Au beau milieu d'une série de projets et d'un voyage en Islande, Arpana Rayamajhi a pris un moment pour discuter avec moi au téléphone de son enfance à Katmandou, de sa façon de composer avec la mort et de l’importance de naviguer avec sincérité au sein de l'industrie créative.

Arpana porte une blouse Gucci.

Erika Houle

Arpana Rayamajhi

Pour toi qui a grandi dans une société où l'on réprimait la pensée créative, comment était-ce d'être élevée par des parents qui encourageaient plutôt ça?

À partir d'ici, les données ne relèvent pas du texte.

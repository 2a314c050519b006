//! Requirements file parsing
//!
//! Turns requirements file text into [`RawEntry`](crate::domain::RawEntry)
//! values, one per meaningful line.

mod requirements;

pub use requirements::{is_pass_through, parse_requirements};
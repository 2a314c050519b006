//! Application error types using thiserror
//!
//! Error hierarchy:
//! - InputError: Issues with input/output files and arguments
//! - ParseError: Requirement lines or versions that do not match the expected shape
//! - FuseError: Constraints that cannot be combined

use std::path::PathBuf;
use thiserror::Error;

/// Application-level error type
#[derive(Error, Debug)]
pub enum AppError {
    /// Input/output file related errors
    #[error(transparent)]
    Input(#[from] InputError),

    /// Requirement parsing errors
    #[error(transparent)]
    Parse(#[from] ParseError),

    /// Constraint fusion errors
    #[error(transparent)]
    Fuse(#[from] FuseError),
}

/// Errors related to input and output files
#[derive(Error, Debug)]
pub enum InputError {
    /// Input file does not exist
    #[error("input file '{path}' not found")]
    FileNotFound { path: PathBuf },

    /// Output file exists and overwrite was not requested
    #[error("output file '{path}' already exists. use -w --overwrite to bypass")]
    OutputAlreadyExists { path: PathBuf },

    /// No input path left after splitting the argument
    #[error("no input files given")]
    NoInputFiles,

    /// Failed to read an input file
    #[error("failed to read input file {path}: {source}")]
    ReadError {
        path: PathBuf,
        #[source]
        source: std::io::Error,
    },

    /// Failed to write the output file
    #[error("failed to write output file {path}: {source}")]
    WriteError {
        path: PathBuf,
        #[source]
        source: std::io::Error,
    },
}

/// Errors raised while parsing requirement text
#[derive(Error, Debug, Clone, PartialEq, Eq)]
pub enum ParseError {
    /// A line that is neither a requirement nor a pass-through line
    #[error("malformed requirement in {source_name} line {line_number}: '{line}'")]
    MalformedLine {
        source_name: String,
        line_number: usize,
        line: String,
    },

    /// A version string without two numeric components
    #[error("invalid version '{value}': expected at least 'major.minor'")]
    InvalidVersion { value: String },
}

/// Errors raised while fusing constraints
#[derive(Error, Debug, Clone, PartialEq, Eq)]
pub enum FuseError {
    /// No version satisfies every constraint of a package
    #[error("dependency conflict for package '{package}' with versions {versions}")]
    Conflict { package: String, versions: String },

    /// Operator outside `<`, `<=`, `==`, `>=`, `>`
    #[error("unsupported operator '{operator}' for package '{package}'. expected one of {expected}")]
    UnsupportedOperator {
        package: String,
        operator: String,
        expected: String,
    },

    /// Version that could not be parsed
    #[error("invalid version for package '{package}': {source}")]
    InvalidVersion {
        package: String,
        #[source]
        source: ParseError,
    },
}

impl InputError {
    /// Creates a new FileNotFound error
    pub fn file_not_found(path: impl Into<PathBuf>) -> Self {
        InputError::FileNotFound { path: path.into() }
    }

    /// Creates a new OutputAlreadyExists error
    pub fn output_already_exists(path: impl Into<PathBuf>) -> Self {
        InputError::OutputAlreadyExists { path: path.into() }
    }

    /// Creates a new ReadError
    pub fn read_error(path: impl Into<PathBuf>, source: std::io::Error) -> Self {
        InputError::ReadError {
            path: path.into(),
            source,
        }
    }

    /// Creates a new WriteError
    pub fn write_error(path: impl Into<PathBuf>, source: std::io::Error) -> Self {
        InputError::WriteError {
            path: path.into(),
            source,
        }
    }
}

impl ParseError {
    /// Creates a new MalformedLine error
    pub fn malformed_line(
        source_name: impl Into<String>,
        line_number: usize,
        line: impl Into<String>,
    ) -> Self {
        ParseError::MalformedLine {
            source_name: source_name.into(),
            line_number,
            line: line.into(),
        }
    }

    /// Creates a new InvalidVersion error
    pub fn invalid_version(value: impl Into<String>) -> Self {
        ParseError::InvalidVersion {
            value: value.into(),
        }
    }
}

impl FuseError {
    /// Creates a new Conflict error
    pub fn conflict(package: impl Into<String>, versions: impl Into<String>) -> Self {
        FuseError::Conflict {
            package: package.into(),
            versions: versions.into(),
        }
    }

    /// Creates a new UnsupportedOperator error
    pub fn unsupported_operator(package: impl Into<String>, operator: impl Into<String>) -> Self {
        FuseError::UnsupportedOperator {
            package: package.into(),
            operator: operator.into(),
            expected: crate::domain::Operator::expected_list(),
        }
    }

    /// Returns the package this error is about
    pub fn package(&self) -> &str {
        match self {
            FuseError::Conflict { package, .. }
            | FuseError::UnsupportedOperator { package, .. }
            | FuseError::InvalidVersion { package, .. } => package,
        }
    }
}
//! Output formatting for fused requirements
//!
//! This module provides:
//! - Requirements file text (the default)
//! - JSON output for machine processing

mod json;
mod text;

pub use json::JsonFormatter;
pub use text::TextFormatter;

use crate::domain::FusedRequirements;
use std::io::Write;

/// Output format options
#[derive(Debug, Clone, Copy, PartialEq, Eq, Default)]
pub enum OutputFormat {
    /// Requirements file text
    #[default]
    Text,
    /// JSON output for machine processing
    Json,
}

impl OutputFormat {
    /// Pick the format from CLI flags
    pub fn from_cli(json: bool) -> Self {
        if json {
            OutputFormat::Json
        } else {
            OutputFormat::Text
        }
    }
}

/// Trait for output formatters
pub trait OutputFormatter {
    /// Write fused requirements to the given writer
    fn format(&self, fused: &FusedRequirements, writer: &mut dyn Write) -> std::io::Result<()>;
}

/// Create a formatter for the given format
pub fn create_formatter(format: OutputFormat) -> Box<dyn OutputFormatter> {
    match format {
        OutputFormat::Text => Box::new(TextFormatter),
        OutputFormat::Json => Box::new(JsonFormatter),
    }
}

/// Format fused requirements into a string
pub fn render(fused: &FusedRequirements, format: OutputFormat) -> std::io::Result<String> {
    let mut buffer: Vec<u8> = Vec::new();
    create_formatter(format).format(fused, &mut buffer)?;
    String::from_utf8(buffer).map_err(|e| std::io::Error::new(std::io::ErrorKind::InvalidData, e))
}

Bien que l'art ait toujours fait partie intégrante de notre culture, ça n’a jamais été considéré comme une orientation viable ou comme un mode de vie respectable. Ma mère a été l'une des premières femmes à jouer au théâtre, à la télévision et au cinéma. Les femmes de sa génération ont dû composer avec un tout nouveau monde. Quand elle était très jeune, les gens croyaient qu'elle était le personnage qu'elle incarnait. Quand elle rentrait à la maison, des gens l’insultaient dans la rue en lui disant des trucs du genre : « Eh, c’est toi qui trompes ton mari! » Ce qui est resté du pareil au même pour ma génération, c’est le fait de croire qu’on ne peut pas gagner sa vie en tant qu’artiste. Mon père était directeur général d’un casino, mais je crois que s'il n'avait pas eu besoin de trouver un « vrai »boulot, il aurait été artiste. Il faisait partie de ces nombreuses personnes très douées créativement, mais peut-être pas aussi privilégiées sur le plan karmique. Quand j’étais jeune, j’avais l’impression que personne autour de moi ne me comprenait et c'était très frustrant. Avec le recul, je constate que c’est lié au fait que cette société a du mal à joindre les deux bouts.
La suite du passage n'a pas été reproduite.